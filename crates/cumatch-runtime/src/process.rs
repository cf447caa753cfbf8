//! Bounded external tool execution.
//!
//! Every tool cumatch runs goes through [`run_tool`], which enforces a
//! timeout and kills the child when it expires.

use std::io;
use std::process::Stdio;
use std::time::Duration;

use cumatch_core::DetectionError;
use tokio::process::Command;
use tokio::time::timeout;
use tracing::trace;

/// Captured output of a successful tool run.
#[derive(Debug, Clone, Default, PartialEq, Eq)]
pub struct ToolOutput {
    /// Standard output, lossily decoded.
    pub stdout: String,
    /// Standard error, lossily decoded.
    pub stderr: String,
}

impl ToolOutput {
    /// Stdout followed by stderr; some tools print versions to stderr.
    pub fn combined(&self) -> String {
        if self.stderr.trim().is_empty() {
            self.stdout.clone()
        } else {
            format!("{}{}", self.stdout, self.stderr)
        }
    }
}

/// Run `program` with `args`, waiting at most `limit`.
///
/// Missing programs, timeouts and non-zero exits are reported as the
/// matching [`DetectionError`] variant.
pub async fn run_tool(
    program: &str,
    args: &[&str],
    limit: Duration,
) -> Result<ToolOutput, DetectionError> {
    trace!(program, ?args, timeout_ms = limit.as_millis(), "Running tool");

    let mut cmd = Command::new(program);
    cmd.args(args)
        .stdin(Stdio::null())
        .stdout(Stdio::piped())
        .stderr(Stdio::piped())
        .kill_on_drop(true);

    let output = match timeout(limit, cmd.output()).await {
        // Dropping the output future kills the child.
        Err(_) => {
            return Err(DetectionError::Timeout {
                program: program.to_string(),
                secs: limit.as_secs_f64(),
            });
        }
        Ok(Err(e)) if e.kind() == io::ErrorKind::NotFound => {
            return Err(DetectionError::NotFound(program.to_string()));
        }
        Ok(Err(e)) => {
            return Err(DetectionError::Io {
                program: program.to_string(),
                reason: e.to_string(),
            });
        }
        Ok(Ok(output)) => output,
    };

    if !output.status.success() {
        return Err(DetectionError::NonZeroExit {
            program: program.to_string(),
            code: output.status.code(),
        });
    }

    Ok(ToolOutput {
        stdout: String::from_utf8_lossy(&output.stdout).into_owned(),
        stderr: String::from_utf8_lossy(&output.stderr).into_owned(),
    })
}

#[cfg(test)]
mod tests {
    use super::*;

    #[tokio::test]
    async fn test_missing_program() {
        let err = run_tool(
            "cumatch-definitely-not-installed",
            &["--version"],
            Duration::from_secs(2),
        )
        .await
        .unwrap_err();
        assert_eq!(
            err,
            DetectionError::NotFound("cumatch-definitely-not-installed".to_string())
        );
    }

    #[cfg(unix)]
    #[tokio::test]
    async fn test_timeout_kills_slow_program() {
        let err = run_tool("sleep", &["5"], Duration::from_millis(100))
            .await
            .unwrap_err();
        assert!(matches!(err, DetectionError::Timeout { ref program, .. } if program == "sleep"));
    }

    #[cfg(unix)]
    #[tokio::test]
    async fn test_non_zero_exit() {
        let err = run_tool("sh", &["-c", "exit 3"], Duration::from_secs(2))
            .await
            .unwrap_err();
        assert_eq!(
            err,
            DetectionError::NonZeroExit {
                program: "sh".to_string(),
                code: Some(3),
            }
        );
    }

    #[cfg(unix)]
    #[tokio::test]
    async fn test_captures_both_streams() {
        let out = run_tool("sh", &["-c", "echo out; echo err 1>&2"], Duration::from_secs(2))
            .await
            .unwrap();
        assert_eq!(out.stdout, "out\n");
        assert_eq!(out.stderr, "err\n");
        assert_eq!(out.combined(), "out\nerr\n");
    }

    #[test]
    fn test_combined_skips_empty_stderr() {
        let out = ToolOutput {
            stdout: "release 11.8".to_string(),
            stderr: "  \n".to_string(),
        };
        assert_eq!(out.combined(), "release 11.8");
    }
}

•••••

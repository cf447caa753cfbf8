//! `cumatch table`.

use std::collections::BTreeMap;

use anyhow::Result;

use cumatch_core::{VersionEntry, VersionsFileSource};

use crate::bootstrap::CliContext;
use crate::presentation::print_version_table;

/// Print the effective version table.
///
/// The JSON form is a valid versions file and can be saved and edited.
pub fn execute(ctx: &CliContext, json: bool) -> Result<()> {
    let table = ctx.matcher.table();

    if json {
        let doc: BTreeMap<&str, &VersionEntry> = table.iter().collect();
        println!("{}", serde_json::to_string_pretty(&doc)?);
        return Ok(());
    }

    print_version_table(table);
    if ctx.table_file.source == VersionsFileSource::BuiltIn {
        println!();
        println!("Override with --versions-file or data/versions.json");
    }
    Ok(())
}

•••••

Work order -> Reproduce the lines above, beginning at the line with "filename crates/cumatch-runtime/src/process.rs" and stopping after the line with "use std::io;", exactly as they are.

Result for this exercise ->
filename crates/cumatch-runtime/src/process.rs
repository cf447caa753cfbf8
//! Bounded external tool execution.
//!
//! Every tool cumatch runs goes through [`run_tool`], which enforces a
//! timeout and kills the child when it expires.

use std::io;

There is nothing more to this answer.